--- Problem details ---
Starting at the line that contains "Some(count)", restate every line word for word through the end of the entries.

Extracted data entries
#####

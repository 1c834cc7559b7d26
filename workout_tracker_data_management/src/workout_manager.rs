use chrono::{DateTime, Local, TimeZone};
use workout_tracker_lib::{workout::ActivityInput, Coordinates, Workout, WorkoutId};

use crate::{
    codec,
    storage::KeyValueStore,
    store::WorkoutStore,
    NotFoundError, StorageError, ValidationError, STORAGE_KEY,
};

/// The public interface for workout data: the store plus the storage it is mirrored into.
/// Every mutation rewrites the whole persisted list before returning.
pub struct WorkoutManager<S: KeyValueStore> {
    store: WorkoutStore,
    storage: S,
    key: String,
}

impl<S: KeyValueStore> WorkoutManager<S> {
    /// Hydrates from `storage`. Missing or unreadable data starts an empty history.
    pub fn load(storage: S) -> Self {
        Self::load_with_key(storage, STORAGE_KEY)
    }

    pub fn load_with_key(storage: S, key: &str) -> Self {
        let mut store = WorkoutStore::new();
        store.replace_all(codec::decode(storage.get(key).as_deref()));
        tracing::info!("Loaded {} workouts", store.len());

        Self {
            store,
            storage,
            key: key.to_owned(),
        }
    }

    pub fn store(&self) -> &WorkoutStore {
        &self.store
    }

    pub fn workouts(&self) -> &[Workout] {
        self.store.all()
    }

    pub fn find(&self, id: &WorkoutId) -> Option<&Workout> {
        self.store.find_by_id(id)
    }

    pub fn storage(&self) -> &S {
        &self.storage
    }

    pub fn create(&mut self, coordinates: Coordinates, distance_km: f64, duration_min: f64, input: ActivityInput) -> Result<&Workout, ValidationError> {
        self.create_at(coordinates, distance_km, duration_min, input, Local::now())
    }

    pub fn create_at<Tz: TimeZone>(
        &mut self,
        coordinates: Coordinates,
        distance_km: f64,
        duration_min: f64,
        input: ActivityInput,
        created_at: DateTime<Tz>,
    ) -> Result<&Workout, ValidationError> {
        let id = self.store.create_at(coordinates, distance_km, duration_min, input, created_at)?.id().clone();
        tracing::info!("Created {} workout {id}", input.kind());
        self.persist_or_log();

        let index = self.store.len() - 1;
        Ok(&self.store.all()[index])
    }

    pub fn delete(&mut self, id: &WorkoutId) -> Result<Workout, NotFoundError> {
        let removed = self.store.delete(id)?;
        tracing::info!("Deleted workout {id}");
        self.persist_or_log();
        Ok(removed)
    }

    pub fn record_interaction(&mut self, id: &WorkoutId) -> Option<u32> {
        let count = self.store.record_interaction(id)?;
        self.persist_or_log();
        Some(count)
    }

    /// Rewrites the whole list under the storage key.
    pub fn persist(&mut self) -> Result<(), StorageError> {
        let blob = codec::encode(self.store.all())?;
        self.storage.set(&self.key, &blob)
    }

    // The in-memory store keeps the change, the next successful write carries it
    fn persist_or_log(&mut self) {
        if let Err(err) = self.persist() {
            tracing::error!("Failed to persist workouts: {err}");
        }
    }
}
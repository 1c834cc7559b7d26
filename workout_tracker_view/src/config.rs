use std::time::Duration;

use crate::presentation::PopupStyle;

pub const DEFAULT_ZOOM: f64 = 13.;
pub const POPUP_MAX_WIDTH: f64 = 250.;
pub const POPUP_MIN_WIDTH: f64 = 100.;
/// How long the hidden form stays out of layout.
pub const FORM_TRANSITION_MS: u64 = 1000;

#[derive(Debug, Clone, PartialEq)]
pub struct ViewConfig {
    pub zoom: f64,
    pub popup: PopupStyle,
    pub form_transition: Duration,
}

impl Default for ViewConfig {
    fn default() -> Self {
        Self {
            zoom: DEFAULT_ZOOM,
            popup: PopupStyle::default(),
            form_transition: Duration::from_millis(FORM_TRANSITION_MS),
        }
    }
}

impl Default for PopupStyle {
    fn default() -> Self {
        Self {
            max_width: POPUP_MAX_WIDTH,
            min_width: POPUP_MIN_WIDTH,
            auto_close: false,
            close_on_click: false,
        }
    }
}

#####

--- Completed exercise ---
        Some(count)
    }

    /// Rewrites the whole list under the storage key.
    pub fn persist(&mut self) -> Result<(), StorageError> {
        let blob = codec::encode(self.store.all())?;
        self.storage.set(&self.key, &blob)
    }

    // The in-memory store keeps the change, the next successful write carries it
    fn persist_or_log(&mut self) {
        if let Err(err) = self.persist() {
            tracing::error!("Failed to persist workouts: {err}");
        }
    }
}
repository 1c834cc7559b7d26
filename workout_tracker_view/src/config.rs
use std::time::Duration;

use crate::presentation::PopupStyle;

pub const DEFAULT_ZOOM: f64 = 13.;
pub const POPUP_MAX_WIDTH: f64 = 250.;
pub const POPUP_MIN_WIDTH: f64 = 100.;
/// How long the hidden form stays out of layout.
pub const FORM_TRANSITION_MS: u64 = 1000;

#[derive(Debug, Clone, PartialEq)]
pub struct ViewConfig {
    pub zoom: f64,
    pub popup: PopupStyle,
    pub form_transition: Duration,
}

impl Default for ViewConfig {
    fn default() -> Self {
        Self {
            zoom: DEFAULT_ZOOM,
            popup: PopupStyle::default(),
            form_transition: Duration::from_millis(FORM_TRANSITION_MS),
        }
    }
}

impl Default for PopupStyle {
    fn default() -> Self {
        Self {
            max_width: POPUP_MAX_WIDTH,
            min_width: POPUP_MIN_WIDTH,
            auto_close: false,
            close_on_click: false,
        }
    }
}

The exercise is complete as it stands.